I assume (didn't read the whole paper, honestly DGAF) they don't do that with compiled languages, because there's no way the gap between compiling C and Rust or C++ is that small.
Their measurements include invocation of the interpreter. And parsing TS involves bigger overhead than parsing JS.
But TS is compiled to JS so it's the same interpreter in both cases. If they're including the time for tsc
in their benchmark then that's an even bigger WTF.
Microbenchmarks which are heavily gamed
Which benchmarks aren't?
Private or obscure ones I guess.
Real-world (macro) benchmarks are at least harder to game, e.g. how long does it take to launch chrome and open Gmail? That's actually a useful task so if you speed it up, great!
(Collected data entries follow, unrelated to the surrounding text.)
use num_enum::{IntoPrimitive, TryFromPrimitive};

use crate::consts::*;

#[repr(u8)]
#[derive(Clone, Copy, Debug, Eq, PartialEq, Hash, IntoPrimitive, TryFromPrimitive)]
pub enum RigType {
    Basic = 0,
    Advanced,
    Elite,
}

/// Purchase terms of a rig contract.
#[derive(Clone, Copy, Debug, PartialEq, Eq)]
pub struct RigTerms {
    pub duration_days: u64,
    pub hp: u64,
    /// Price in whole XNT.
    pub cost_xnt: u64,
}

impl RigType {
    pub const ALL: [RigType; 3] = [RigType::Basic, RigType::Advanced, RigType::Elite];

    pub fn terms(self) -> RigTerms {
        match self {
            RigType::Basic => RigTerms { duration_days: 7, hp: 1, cost_xnt: 1 },
            RigType::Advanced => RigTerms { duration_days: 14, hp: 5, cost_xnt: 10 },
            RigType::Elite => RigTerms { duration_days: 28, hp: 7, cost_xnt: 20 },
        }
    }

    /// Renewal buff per level 0..=3.
    pub fn buff_steps(self) -> [u16; 4] {
        match self {
            RigType::Basic => [0, 250, 500, 750],
            RigType::Advanced => [0, 300, 600, 900],
            RigType::Elite => [0, 400, 800, 1_200],
        }
    }

    pub fn buff_cap_bps(self) -> u16 {
        match self {
            RigType::Basic => 750,
            RigType::Advanced => 1_000,
            RigType::Elite => 1_500,
        }
    }

    /// Buff for a renewal level, saturating at the rig cap past the last step.
    pub fn buff_bps(self, buff_level: u8) -> u16 {
        let steps = self.buff_steps();
        let bps = if buff_level > MAX_BUFF_LEVEL {
            self.buff_cap_bps()
        } else {
            steps[buff_level as usize]
        };
        bps.min(self.buff_cap_bps())
    }

    /// Infer the rig class from a contract duration.
    ///
    /// Rounds to whole days. Unknown durations fall back to `Basic`, which is
    /// how older clients treated them; a 10-day contract is therefore Basic.
    pub fn infer(start_ts: i64, end_ts: i64, seconds_per_day: u64) -> RigType {
        let day = if seconds_per_day == 0 { SECONDS_PER_DAY_DEFAULT } else { seconds_per_day };
        let duration = end_ts.saturating_sub(start_ts).max(0) as u64;
        let days = duration.saturating_add(day / 2) / day;

        match days {
            7 => RigType::Basic,
            14 => RigType::Advanced,
            28 => RigType::Elite,
            // TODO: surface unknown durations as a distinct class once the
            // program starts issuing non-catalogue contracts.
            _ => RigType::Basic,
        }
    }
}

/// Account-level bonus in bps. Levels past the table saturate at the top entry.
pub fn level_bonus_bps(level: u8) -> u16 {
    let bps = match level {
        0 | 1 => 0,
        2 => 160,
        3 => 340,
        4 => 550,
        5 => 780,
        _ => 1_000,
    };
    bps.min(LEVEL_BONUS_CAP_BPS)
}

/// XP required to reach `level`. Levels 0 and 1 need none.
pub fn level_threshold(level: u8) -> Option<u64> {
    match level {
        0 | 1 => Some(0),
        2 => Some(1),
        3 => Some(2_000),
        4 => Some(5_000),
        5 => Some(10_000),
        6 => Some(16_000),
        _ => None,
    }
}

/// Whole-MIND cost of leaving `level` for the next one.
pub fn level_up_cost_mind(level: u8) -> Option<u64> {
    match level {
        1 => Some(150),
        2 => Some(350),
        3 => Some(900),
        4 => Some(2_000),
        5 => Some(4_000),
        _ => None,
    }
}

/// Next level and the XP it requires, or `None` at max level.
pub fn next_level(level: u8) -> Option<(u8, u64)> {
    if level >= MAX_LEVEL {
        return None;
    }
    let next = level.max(1) + 1;
    level_threshold(next).map(|xp| (next, xp))
}

/// Highest level whose threshold `xp` satisfies.
pub fn level_for_xp(xp: u64) -> u8 {
    (1..=MAX_LEVEL)
        .rev()
        .find(|level| level_threshold(*level).is_some_and(|t| xp >= t))
        .unwrap_or(1)
}

#[cfg(test)]
mod tests {
    use super::*;

    const DAY: i64 = 86_400;

    #[test]
    fn test_rig_inference() {
        assert_eq!(RigType::infer(0, 7 * DAY, 86_400), RigType::Basic);
        assert_eq!(RigType::infer(0, 14 * DAY, 86_400), RigType::Advanced);
        assert_eq!(RigType::infer(0, 28 * DAY, 86_400), RigType::Elite);
        assert_eq!(RigType::infer(0, 10 * DAY, 86_400), RigType::Basic);
    }

    #[test]
    fn test_rig_inference_rounds_and_defaults_day() {
        assert_eq!(RigType::infer(0, 14 * DAY - 3_600, 86_400), RigType::Advanced);
        assert_eq!(RigType::infer(0, 14 * DAY, 0), RigType::Advanced);
        assert_eq!(RigType::infer(0, 28 * 60, 60), RigType::Elite);
        assert_eq!(RigType::infer(100, 0, 86_400), RigType::Basic);
    }

    #[test]
    fn test_buff_table_saturates() {
        assert_eq!(RigType::Basic.buff_bps(3), 750);
        assert_eq!(RigType::Basic.buff_bps(9), 750);
        assert_eq!(RigType::Advanced.buff_bps(3), 900);
        assert_eq!(RigType::Advanced.buff_bps(4), 1_000);
        assert_eq!(RigType::Elite.buff_bps(1), 400);
        assert_eq!(RigType::Elite.buff_bps(u8::MAX), 1_500);
    }

    #[test]
    fn test_level_tables() {
        assert_eq!(level_bonus_bps(1), 0);
        assert_eq!(level_bonus_bps(5), 780);
        assert_eq!(level_bonus_bps(42), 1_000);

        assert_eq!(next_level(1), Some((2, 1)));
        assert_eq!(next_level(5), Some((6, 16_000)));
        assert_eq!(next_level(6), None);
        assert_eq!(next_level(0), Some((2, 1)));

        assert_eq!(level_for_xp(0), 1);
        assert_eq!(level_for_xp(1_999), 2);
        assert_eq!(level_for_xp(16_000), 6);

        assert_eq!(level_up_cost_mind(3), Some(900));
        assert_eq!(level_up_cost_mind(6), None);
    }

    #[test]
    fn test_rig_catalogue() {
        let elite = RigType::Elite.terms();
        assert_eq!(elite.duration_days, 28);
        assert_eq!(elite.hp, 7);
        assert_eq!(RigType::try_from(1u8).ok(), Some(RigType::Advanced));
        assert!(RigType::try_from(3u8).is_err());
    }
}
Also these benchmarks are particularly easy to game because it's the actual benchmark itself that gets gamed (i.e. the code for each language); not the thing you are trying to measure with the benchmark (the compilers). Usually the benchmark is fixed and it's the targets that contort themselves to it, which is at least a little harder.
For example some of the benchmarks for language X literally just call into C libraries to do the work.
Private or obscure ones I guess.
Private and obscure benchmarks are very often gamed by the benchmarkers. It's very difficult to design a fair benchmark (e.g chrome can be optimized to load Gmail for obvious reasons. maybe we should choose a more fair website when comparing browsers? but which? how can we know that neither browser has optimizations specific for page X?). Obscure benchmarks are useless because we don't know if they measure the same thing. Private benchmarks are definitely fun but only useful to the author.
If a benchmark is well established you can be sure everyone is trying to game it.
For raw computation, yes. Most programs aren't raw computation. They run in and out of memory a lot, or are tapping their feet while waiting 2ms for the SSD to get back to them. When we do have raw computation, it tends to be passed off to a C library, anyway, or else something that runs on a GPU.
We're not going to significantly reduce datacenter energy use just by rewriting everything in C.
I just learned about Zig, an effort to make a better C compatible language. It's been really good so far, I definitely recommend checking it out! It's early stages for the community, but the core language is pretty developed and is a breath of fresh air compared to C.
Your link links to facebook that links to https://haslab.github.io/SAFER/scp21.pdf
Written in 2021 and not including julia is weird imo. I'm not saying it's faster but one should include it in a comparison.